Rob Jones

Of Montreal would be quite capable of pumping out standardised pop hits. However, such is their make up that the off kilter whether it is in the various musical tides or the surreal lyrical swathes it can turn the relatively usual to the incomparably unusual in the snap of one’s fingers. The dozen tracks of Innocence Reaches does not disappoint with its smorgasbord of sonorous styles and lexicon of lively language.

There is commerciality aplenty in their mix but a move from those norms in to less subtle fields takes the listener on a range of journeys within one tune let alone the span of an album. Throughout this ride the punter can detect a multitude of influences. Let’s Relate kicks off proceedings as a revved up Kraftwerk meets Depeche Mode on an electric 80’s adventure. The quirky and assertive Different with Girls delivers its sermon and sonics in a robotic Euro spin of Kid Creole & the Coconuts-and, with a modification of the lyrics it deserves top end chart status. Gratuitous Abysses has the youthful drive of Iggy Pop and Sparks as a glam slam ensues. Then we slip in to My Fair Lady-a Luke Haines tinged (in title and taste) radio friendly piece. The white funk with rock meanderings of Les chants de Maldoror is a hymn according to the gospel of George Clinton split with an LCD Soundsystem sensibility. A sport and a Pastime in its jive aims straight for the cerebral of the teen market, although underneath the surface there is so much more happening. Ambassador Bridge pays homage to Brian Wilson and the Beach Boys and then technology takes us away from theose close harmonies. Def Pact comes across like a 70’s Pink Floyd opus as Chaos Arpegiating morphs in to a contemporary stab at Syd Barrett and Lou Reed in some otherworldly unison. Meanwhile, there are similar components on Nursing Slopes but the overwhelming feel here is of the latter day pastoral wanderings of XTC.

The ability to defy simple pigeonholing is a skill especially as there is quality in the quantity. However, an almighty angular approach ices the seven minute plus force that is Chap Pilot which stands proud and loud! This the PIL/Neu!/Primal Scream hybrid thrives on a repetitive stomp and collective chant but it is a winner and closes affairs on the ultimate aural high!

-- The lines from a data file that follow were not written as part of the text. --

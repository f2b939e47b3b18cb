use criterion::{Criterion, black_box, criterion_group, criterion_main};
use gyro_space::{GyroSpace, OrientationContext, Sensitivity, transform_local, transform_world};
use nalgebra::Vector3;
use rand::prelude::*;
use rand_pcg::Pcg64;
use std::f32::consts::PI;

// Pre-generated controller samples to keep RNG cost out of the measurement
struct PreGeneratedData {
    samples: Vec<(Vector3<f32>, Vector3<f32>)>,
    index: usize,
}

impl PreGeneratedData {
    fn new(count: usize, seed: u64) -> Self {
        let mut rng = Pcg64::seed_from_u64(seed);
        let mut samples = Vec::with_capacity(count);

        for i in 0..count {
            let time = i as f32 * 0.004; // 250Hz controller report rate

            // Slow wrist tilt between upright and flat with aiming jitter on top
            let tilt = 0.5 * (1.0 + (time * 0.25 * 2.0 * PI).sin()) * 0.5 * PI;

            let accelerometer = Vector3::new(
                rng.random_range(-0.02..0.02),
                tilt.cos() + rng.random_range(-0.02..0.02),
                tilt.sin() + rng.random_range(-0.02..0.02),
            );

            let gyro_rotation = Vector3::new(
                0.01 * (time * 3.0).sin() + rng.random_range(-0.001..0.001),
                0.02 * (time * 1.7).cos() + rng.random_range(-0.001..0.001),
                0.005 * (time * 0.9).sin() + rng.random_range(-0.001..0.001),
            );

            samples.push((accelerometer, gyro_rotation));
        }

        Self { samples, index: 0 }
    }

    fn next(&mut self) -> (Vector3<f32>, Vector3<f32>) {
        let sample = self.samples[self.index];
        self.index = (self.index + 1) % self.samples.len();
        sample
    }
}

/// Benchmark one gravity fusion step
fn bench_update_gravity(c: &mut Criterion) {
    let mut context = OrientationContext::new();
    let mut data = PreGeneratedData::new(1000, 42);

    c.bench_function("update_gravity", |b| {
        b.iter(|| {
            let (accelerometer, gyro_rotation) = data.next();
            let _ = context.update_gravity(
                black_box(accelerometer),
                black_box(gyro_rotation),
                black_box(0.05),
            );
        })
    });
}

/// Benchmark the pure local space transform
fn bench_transform_local(c: &mut Criterion) {
    let sensitivity = Sensitivity::new(1.5, 1.0, 0.5);

    c.bench_function("transform_local", |b| {
        b.iter(|| {
            black_box(transform_local(
                black_box(10.0),
                black_box(5.0),
                black_box(3.0),
                sensitivity,
                black_box(0.075),
            ))
        })
    });
}

/// Benchmark the pure world space transform with a tilted gravity
fn bench_transform_world(c: &mut Criterion) {
    let gravity = Vector3::new(0.1, 0.6, 0.79);
    let sensitivity = Sensitivity::default();

    c.bench_function("transform_world", |b| {
        b.iter(|| {
            black_box(transform_world(
                black_box(10.0),
                black_box(5.0),
                black_box(3.0),
                black_box(gravity),
                sensitivity,
                black_box(0.4),
            ))
        })
    });
}

/// Benchmark dynamic orientation including tilt smoothing
fn bench_transform_dynamic(c: &mut Criterion) {
    let mut context = OrientationContext::new();
    let _ = context.set_gravity(0.0, 0.7, 0.7);

    c.bench_function("transform_dynamic", |b| {
        b.iter(|| {
            black_box(context.transform_dynamic(
                black_box(10.0),
                black_box(5.0),
                black_box(3.0),
                Sensitivity::default(),
                black_box(0.075),
            ))
        })
    });
}

/// Benchmark a full input tick: fuse sensors then transform
fn bench_full_tick(c: &mut Criterion) {
    let mut context = OrientationContext::new();
    let mut data = PreGeneratedData::new(1000, 7);

    c.bench_function("full_tick_100", |b| {
        b.iter(|| {
            for _ in 0..100 {
                let (accelerometer, gyro_rotation) = data.next();
                let _ = context.update_gravity_default(accelerometer, gyro_rotation);
                black_box(context.transform(
                    GyroSpace::World,
                    black_box(gyro_rotation.y),
                    black_box(gyro_rotation.x),
                    black_box(gyro_rotation.z),
                ));
            }
        })
    });
}

criterion_group!(
    benches,
    bench_update_gravity,
    bench_transform_local,
    bench_transform_world,
    bench_transform_dynamic,
    bench_full_tick
);

criterion_main!(benches);
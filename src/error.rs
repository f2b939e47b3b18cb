//! Diagnostics reported by the gravity estimator and frame selection

use thiserror::Error;

/// Reasons an input was rejected or substituted.
///
/// None of these abort processing: the numeric fallback has already been
/// applied by the time the error is returned, so callers may ignore it or
/// forward it to telemetry.
#[derive(Debug, Clone, Copy, PartialEq, Error)]
pub enum GyroSpaceError {
    /// Fusion factor outside `[0, 1]`; the estimate is unchanged
    #[error("fusion factor {0} is outside [0, 1]")]
    InvalidFusionFactor(f32),
    /// A sensor sample contained NaN or infinity; the estimate is unchanged
    #[error("sensor sample contains non-finite components")]
    NonFiniteSample,
    /// A gravity vector contained NaN or infinity; the default up vector was used
    #[error("gravity vector contains non-finite components")]
    NonFiniteGravity,
    /// A direction was required but the vector was near zero
    #[error("vector magnitude is below epsilon")]
    DegenerateVector,
    /// Numeric frame selector that maps to no gyro space
    #[error("invalid gyro space selector {0}")]
    InvalidSpace(u8),
}
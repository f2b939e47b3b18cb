#![no_std]

//! [![github]](https://github.com/wboayue/gyro-space)&ensp;[![crates-io]](https://crates.io/crates/gyro-space)&ensp;[![license]](https://opensource.org/licenses/MIT)
//!
//! [github]: https://img.shields.io/badge/github-8da0cb?style=for-the-badge&labelColor=555555&logo=github
//! [crates-io]: https://img.shields.io/badge/crates.io-fc8d62?style=for-the-badge&labelColor=555555&logo=rust
//! [license]: https://img.shields.io/badge/License-MIT-blue.svg?style=for-the-badge&labelColor=555555
//!
//! Gyro Space - gyro aiming transforms for handheld motion controllers
//!
//! Based on the gyro space work by Jibb Smart (JoyShockMapper, GamepadMotionHelpers).
//!
//! This library turns raw gyroscope deltas into camera yaw/pitch/roll deltas
//! in one of three reference frames, and keeps a lightweight estimate of the
//! controller's gravity direction to choose and blend between them.
//!
//! # Features
//!
//! - Local space with yaw/roll coupling compensation
//! - Player space blending yaw and roll by how upright the controller is held
//! - World space locked to the estimated gravity direction
//! - Dynamic orientation that picks the frame from the controller's attitude
//! - Complementary gravity estimate fusing accelerometer and gyroscope
//! - Smoothed tilt factor to avoid judder near the upright/flat boundary
//! - `#![no_std]` compatible for embedded systems
//!
//! # Quick Start
//!
//! ```rust
//! use nalgebra::Vector3;
//! use gyro_space::{GyroSpace, OrientationContext};
//!
//! let mut context = OrientationContext::new();
//!
//! // Sensor readings for one tick
//! let accelerometer = Vector3::new(0.0, 1.0, 0.0);  // g
//! let gyro_rotation = Vector3::new(0.0, 0.0, 0.0);  // rad this tick
//!
//! // Update the gravity estimate with the configured fusion factor
//! context.update_gravity_default(accelerometer, gyro_rotation).unwrap();
//!
//! // Transform a gyro delta (yaw, pitch, roll) into player space
//! let delta = context.transform(GyroSpace::Player, 10.0, 5.0, 3.0);
//! println!("camera delta: {} {} {}", delta.x, delta.y, delta.z);
//! ```

mod context;
pub mod error;
mod gravity;
pub mod math;
pub mod transform;
mod types;

// Re-export all public types and functions
pub use context::OrientationContext;
pub use error::GyroSpaceError;
pub use gravity::GravityEstimator;
pub use math::{DEFAULT_UP, EPSILON, Vector3Ext};
pub use transform::{tilt_factor, transform_local, transform_player, transform_world};
pub use types::*;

Sometimes the artist has to intentionally court a little chaos in order to make one of the best, weirdest, brightest, catchiest, and most inventive albums in an already incredible catalogue. Of Montreal leader Kevin Barnes brings a lot to the table-and, he bonds an array of feelings and influences in order to create a masterpiece. This long player is a mark of two decades of mercurial creative mania. 60s psych-pop, funk, plus 70’s glam/prog plus the paints of contemporary electronica, indie and Top 40 craft. Then those textures are coated with words that can devour personal pain and flights of fantasy touched by the wands of cultural capitals such as San Francisco, New York City and Paris. Barnes also assesses his marital breakdown and the single status that has altered his outlook on life. Let’s not forget the kitchen sink, because whatever this review offers your own encounter with this record will bring a great deal more to the audience.

14 albums in and the modern world needs Of Montreal more than ever as their universal acceptability of everyone means that their Innocence Reaches us all.